■ **DATA EXTRACTS**
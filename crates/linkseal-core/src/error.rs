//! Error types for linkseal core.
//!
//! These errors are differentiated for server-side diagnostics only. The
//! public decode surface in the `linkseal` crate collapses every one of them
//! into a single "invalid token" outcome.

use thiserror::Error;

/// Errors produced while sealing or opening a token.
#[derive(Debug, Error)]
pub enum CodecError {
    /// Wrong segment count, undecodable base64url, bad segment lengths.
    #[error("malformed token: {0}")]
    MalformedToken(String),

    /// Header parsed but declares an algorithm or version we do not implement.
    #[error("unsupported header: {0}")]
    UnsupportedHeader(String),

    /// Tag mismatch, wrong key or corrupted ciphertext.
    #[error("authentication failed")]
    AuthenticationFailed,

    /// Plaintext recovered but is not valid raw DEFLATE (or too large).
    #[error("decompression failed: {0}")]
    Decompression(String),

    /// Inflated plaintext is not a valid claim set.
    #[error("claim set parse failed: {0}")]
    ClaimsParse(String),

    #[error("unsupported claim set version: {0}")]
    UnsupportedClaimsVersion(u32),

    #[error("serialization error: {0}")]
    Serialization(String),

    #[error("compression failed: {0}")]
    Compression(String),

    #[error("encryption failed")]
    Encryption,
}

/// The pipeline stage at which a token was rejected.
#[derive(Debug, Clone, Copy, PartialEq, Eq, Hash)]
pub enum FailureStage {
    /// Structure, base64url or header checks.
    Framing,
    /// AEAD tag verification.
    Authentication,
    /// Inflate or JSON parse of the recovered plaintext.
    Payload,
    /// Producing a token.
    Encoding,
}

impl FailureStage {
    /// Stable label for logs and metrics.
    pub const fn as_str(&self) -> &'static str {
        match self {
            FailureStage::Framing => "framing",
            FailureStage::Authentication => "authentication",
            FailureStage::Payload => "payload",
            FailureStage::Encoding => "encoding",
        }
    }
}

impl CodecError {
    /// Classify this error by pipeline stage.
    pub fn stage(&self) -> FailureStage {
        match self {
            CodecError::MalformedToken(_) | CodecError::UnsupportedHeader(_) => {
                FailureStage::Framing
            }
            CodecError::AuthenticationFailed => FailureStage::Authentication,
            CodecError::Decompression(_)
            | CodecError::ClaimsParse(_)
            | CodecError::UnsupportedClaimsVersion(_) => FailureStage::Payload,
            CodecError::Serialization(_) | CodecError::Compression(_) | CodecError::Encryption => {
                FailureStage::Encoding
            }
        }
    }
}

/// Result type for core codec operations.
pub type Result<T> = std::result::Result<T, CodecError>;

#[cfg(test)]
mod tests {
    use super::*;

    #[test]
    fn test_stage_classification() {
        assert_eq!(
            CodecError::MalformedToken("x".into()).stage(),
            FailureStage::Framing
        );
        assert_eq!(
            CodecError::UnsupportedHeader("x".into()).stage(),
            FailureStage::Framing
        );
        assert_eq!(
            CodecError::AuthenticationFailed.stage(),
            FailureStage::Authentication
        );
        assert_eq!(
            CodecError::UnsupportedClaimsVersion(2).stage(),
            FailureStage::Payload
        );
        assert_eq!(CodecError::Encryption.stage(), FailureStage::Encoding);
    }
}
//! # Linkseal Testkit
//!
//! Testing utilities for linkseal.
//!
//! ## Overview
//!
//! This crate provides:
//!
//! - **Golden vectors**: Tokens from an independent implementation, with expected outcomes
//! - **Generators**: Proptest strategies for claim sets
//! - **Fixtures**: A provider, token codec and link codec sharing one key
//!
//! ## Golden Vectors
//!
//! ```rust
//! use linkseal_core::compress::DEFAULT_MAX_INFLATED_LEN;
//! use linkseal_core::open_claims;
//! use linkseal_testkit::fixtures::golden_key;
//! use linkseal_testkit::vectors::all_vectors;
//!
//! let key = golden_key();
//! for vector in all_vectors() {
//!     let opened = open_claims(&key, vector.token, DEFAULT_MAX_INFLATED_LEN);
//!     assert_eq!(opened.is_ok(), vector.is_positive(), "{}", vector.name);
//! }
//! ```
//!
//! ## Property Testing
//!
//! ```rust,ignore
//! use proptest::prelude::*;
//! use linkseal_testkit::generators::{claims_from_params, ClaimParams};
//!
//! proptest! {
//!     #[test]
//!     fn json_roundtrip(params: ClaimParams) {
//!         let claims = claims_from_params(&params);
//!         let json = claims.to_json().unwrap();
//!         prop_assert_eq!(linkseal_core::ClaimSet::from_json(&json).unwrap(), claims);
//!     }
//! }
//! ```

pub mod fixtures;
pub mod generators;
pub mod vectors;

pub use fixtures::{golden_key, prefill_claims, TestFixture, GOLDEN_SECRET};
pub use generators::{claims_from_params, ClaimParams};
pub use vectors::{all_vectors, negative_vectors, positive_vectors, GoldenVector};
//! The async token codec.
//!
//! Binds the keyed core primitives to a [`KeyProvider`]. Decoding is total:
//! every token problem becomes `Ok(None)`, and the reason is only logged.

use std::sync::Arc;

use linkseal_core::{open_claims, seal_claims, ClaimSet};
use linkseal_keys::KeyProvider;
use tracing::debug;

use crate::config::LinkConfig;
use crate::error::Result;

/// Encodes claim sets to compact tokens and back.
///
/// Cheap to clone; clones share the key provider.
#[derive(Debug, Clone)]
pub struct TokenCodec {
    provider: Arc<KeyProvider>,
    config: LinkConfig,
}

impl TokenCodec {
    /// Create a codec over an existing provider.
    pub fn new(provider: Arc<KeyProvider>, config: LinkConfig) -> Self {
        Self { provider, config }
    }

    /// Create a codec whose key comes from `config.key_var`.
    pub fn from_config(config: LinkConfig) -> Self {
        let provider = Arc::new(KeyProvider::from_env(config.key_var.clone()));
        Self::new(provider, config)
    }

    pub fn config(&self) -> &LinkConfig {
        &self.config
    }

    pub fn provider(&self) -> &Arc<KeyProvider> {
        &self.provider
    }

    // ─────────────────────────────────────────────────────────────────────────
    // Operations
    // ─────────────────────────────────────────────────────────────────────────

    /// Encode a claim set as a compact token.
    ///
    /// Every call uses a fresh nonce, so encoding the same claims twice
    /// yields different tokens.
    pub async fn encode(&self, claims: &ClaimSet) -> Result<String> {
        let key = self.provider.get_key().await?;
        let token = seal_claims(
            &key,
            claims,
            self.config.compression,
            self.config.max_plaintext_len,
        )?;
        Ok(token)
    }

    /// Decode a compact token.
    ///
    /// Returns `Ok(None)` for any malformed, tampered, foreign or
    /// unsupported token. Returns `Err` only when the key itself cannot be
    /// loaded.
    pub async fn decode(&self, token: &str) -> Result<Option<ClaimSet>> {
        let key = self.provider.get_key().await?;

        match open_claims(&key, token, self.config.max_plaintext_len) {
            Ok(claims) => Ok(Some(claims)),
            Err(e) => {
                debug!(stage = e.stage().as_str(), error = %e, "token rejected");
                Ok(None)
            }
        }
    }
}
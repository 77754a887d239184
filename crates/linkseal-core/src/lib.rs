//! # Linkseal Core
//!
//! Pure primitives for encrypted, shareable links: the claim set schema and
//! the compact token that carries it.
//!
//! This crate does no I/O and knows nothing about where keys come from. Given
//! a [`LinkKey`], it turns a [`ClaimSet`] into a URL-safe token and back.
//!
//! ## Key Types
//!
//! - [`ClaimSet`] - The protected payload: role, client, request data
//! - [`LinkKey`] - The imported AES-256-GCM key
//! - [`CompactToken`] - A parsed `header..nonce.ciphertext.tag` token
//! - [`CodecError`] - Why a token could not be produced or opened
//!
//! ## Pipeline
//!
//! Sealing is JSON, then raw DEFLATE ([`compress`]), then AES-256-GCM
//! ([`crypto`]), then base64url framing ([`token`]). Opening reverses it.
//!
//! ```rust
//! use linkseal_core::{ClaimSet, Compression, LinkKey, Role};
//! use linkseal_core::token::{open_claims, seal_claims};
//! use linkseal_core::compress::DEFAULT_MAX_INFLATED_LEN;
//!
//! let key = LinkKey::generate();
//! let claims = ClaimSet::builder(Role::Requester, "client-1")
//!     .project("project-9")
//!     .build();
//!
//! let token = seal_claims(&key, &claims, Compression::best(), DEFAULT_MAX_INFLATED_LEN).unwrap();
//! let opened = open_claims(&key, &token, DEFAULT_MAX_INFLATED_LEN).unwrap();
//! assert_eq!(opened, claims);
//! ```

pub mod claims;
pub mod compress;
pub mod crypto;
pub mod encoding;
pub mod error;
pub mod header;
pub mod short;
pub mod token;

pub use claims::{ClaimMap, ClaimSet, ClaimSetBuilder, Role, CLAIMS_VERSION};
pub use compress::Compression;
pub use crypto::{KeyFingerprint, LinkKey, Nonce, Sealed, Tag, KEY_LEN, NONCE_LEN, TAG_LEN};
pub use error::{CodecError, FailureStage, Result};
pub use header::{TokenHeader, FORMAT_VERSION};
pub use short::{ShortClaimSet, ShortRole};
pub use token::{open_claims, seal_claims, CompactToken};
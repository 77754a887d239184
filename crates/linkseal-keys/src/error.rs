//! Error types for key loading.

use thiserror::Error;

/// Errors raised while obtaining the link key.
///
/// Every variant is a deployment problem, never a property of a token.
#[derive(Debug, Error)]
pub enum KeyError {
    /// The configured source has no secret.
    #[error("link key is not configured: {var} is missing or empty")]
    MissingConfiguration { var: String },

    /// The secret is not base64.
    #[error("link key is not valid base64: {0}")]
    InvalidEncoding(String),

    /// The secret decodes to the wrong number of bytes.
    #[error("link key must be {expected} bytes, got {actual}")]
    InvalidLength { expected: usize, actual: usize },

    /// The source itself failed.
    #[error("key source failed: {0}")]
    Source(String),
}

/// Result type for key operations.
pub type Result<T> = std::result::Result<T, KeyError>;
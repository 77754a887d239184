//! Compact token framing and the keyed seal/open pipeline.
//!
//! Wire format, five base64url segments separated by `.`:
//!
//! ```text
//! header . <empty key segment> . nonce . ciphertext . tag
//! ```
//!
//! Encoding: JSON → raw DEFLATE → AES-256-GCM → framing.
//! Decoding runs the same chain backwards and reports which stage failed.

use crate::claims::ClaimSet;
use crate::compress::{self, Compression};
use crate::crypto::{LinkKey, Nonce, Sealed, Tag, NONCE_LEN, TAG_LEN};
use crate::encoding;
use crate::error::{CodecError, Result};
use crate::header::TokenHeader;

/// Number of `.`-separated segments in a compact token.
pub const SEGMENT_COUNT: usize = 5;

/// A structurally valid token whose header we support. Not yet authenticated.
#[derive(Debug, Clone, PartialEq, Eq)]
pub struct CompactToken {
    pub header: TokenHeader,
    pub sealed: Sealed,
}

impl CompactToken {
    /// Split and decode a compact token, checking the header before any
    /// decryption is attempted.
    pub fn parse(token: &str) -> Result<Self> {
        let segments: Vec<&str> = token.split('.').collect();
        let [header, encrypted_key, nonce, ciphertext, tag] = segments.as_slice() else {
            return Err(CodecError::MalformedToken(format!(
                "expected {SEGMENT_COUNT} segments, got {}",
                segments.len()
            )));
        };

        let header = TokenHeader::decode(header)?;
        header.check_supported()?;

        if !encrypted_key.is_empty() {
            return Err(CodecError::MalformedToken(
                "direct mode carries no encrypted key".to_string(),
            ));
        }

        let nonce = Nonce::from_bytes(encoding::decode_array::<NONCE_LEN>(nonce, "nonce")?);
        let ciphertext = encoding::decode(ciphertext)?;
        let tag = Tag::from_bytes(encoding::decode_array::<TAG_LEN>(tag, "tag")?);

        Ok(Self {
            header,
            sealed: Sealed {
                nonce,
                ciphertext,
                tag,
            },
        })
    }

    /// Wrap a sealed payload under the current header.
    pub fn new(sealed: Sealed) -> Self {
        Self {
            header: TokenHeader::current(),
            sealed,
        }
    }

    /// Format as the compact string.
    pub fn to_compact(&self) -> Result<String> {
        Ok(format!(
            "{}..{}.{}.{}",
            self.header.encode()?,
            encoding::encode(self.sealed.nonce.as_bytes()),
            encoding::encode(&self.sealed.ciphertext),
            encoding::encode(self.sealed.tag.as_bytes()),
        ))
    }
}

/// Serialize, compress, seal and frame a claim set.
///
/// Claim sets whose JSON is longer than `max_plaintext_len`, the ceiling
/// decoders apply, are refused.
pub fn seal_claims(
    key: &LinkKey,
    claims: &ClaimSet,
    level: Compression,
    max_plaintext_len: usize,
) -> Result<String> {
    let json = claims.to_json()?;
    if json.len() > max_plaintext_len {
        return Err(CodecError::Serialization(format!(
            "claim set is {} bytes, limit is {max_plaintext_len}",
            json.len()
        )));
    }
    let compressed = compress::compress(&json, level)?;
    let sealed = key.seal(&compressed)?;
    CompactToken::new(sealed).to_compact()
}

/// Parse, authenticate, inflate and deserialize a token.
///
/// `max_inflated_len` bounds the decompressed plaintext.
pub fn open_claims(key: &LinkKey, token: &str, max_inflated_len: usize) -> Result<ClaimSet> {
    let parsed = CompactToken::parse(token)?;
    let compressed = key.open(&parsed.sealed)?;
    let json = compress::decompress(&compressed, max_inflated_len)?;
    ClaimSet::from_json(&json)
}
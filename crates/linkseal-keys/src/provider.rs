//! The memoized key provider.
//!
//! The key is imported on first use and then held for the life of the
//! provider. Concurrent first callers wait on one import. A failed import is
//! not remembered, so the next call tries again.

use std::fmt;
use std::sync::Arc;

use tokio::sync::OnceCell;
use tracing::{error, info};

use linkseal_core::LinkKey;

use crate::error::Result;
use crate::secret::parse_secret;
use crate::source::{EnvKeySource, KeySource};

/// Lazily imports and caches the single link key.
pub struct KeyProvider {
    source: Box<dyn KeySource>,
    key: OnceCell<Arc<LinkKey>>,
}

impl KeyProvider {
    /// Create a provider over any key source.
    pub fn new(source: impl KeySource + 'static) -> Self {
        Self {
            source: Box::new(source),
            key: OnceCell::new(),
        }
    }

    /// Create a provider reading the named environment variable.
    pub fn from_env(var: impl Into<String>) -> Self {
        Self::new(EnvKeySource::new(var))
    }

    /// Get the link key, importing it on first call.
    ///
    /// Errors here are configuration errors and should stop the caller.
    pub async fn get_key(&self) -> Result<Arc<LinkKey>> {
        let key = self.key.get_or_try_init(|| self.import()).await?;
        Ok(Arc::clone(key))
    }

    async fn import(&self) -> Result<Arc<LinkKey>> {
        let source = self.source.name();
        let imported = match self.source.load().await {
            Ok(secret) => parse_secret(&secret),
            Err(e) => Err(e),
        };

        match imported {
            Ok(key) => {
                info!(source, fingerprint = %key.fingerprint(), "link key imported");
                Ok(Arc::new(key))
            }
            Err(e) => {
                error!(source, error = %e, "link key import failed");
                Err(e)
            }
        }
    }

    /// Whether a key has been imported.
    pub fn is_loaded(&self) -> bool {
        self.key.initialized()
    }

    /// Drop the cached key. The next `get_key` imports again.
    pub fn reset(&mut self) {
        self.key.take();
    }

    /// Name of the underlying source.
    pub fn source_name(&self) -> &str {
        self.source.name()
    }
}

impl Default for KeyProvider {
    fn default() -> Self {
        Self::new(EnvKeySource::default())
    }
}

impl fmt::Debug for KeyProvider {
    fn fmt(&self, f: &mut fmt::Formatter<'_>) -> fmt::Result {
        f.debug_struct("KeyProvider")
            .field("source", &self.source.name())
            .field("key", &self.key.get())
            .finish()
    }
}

■ **WHAT YOU HAVE TO DO**
Copy out each line of the material that holds the word "KeyProvider".

■ **FINISHED EXERCISE**
//! Binds the keyed core primitives to a [`KeyProvider`]. Decoding is total:
use linkseal_keys::KeyProvider;
    provider: Arc<KeyProvider>,
    pub fn new(provider: Arc<KeyProvider>, config: LinkConfig) -> Self {
        let provider = Arc::new(KeyProvider::from_env(config.key_var.clone()));
    pub fn provider(&self) -> &Arc<KeyProvider> {
pub struct KeyProvider {
impl KeyProvider {
impl Default for KeyProvider {
impl fmt::Debug for KeyProvider {
        f.debug_struct("KeyProvider")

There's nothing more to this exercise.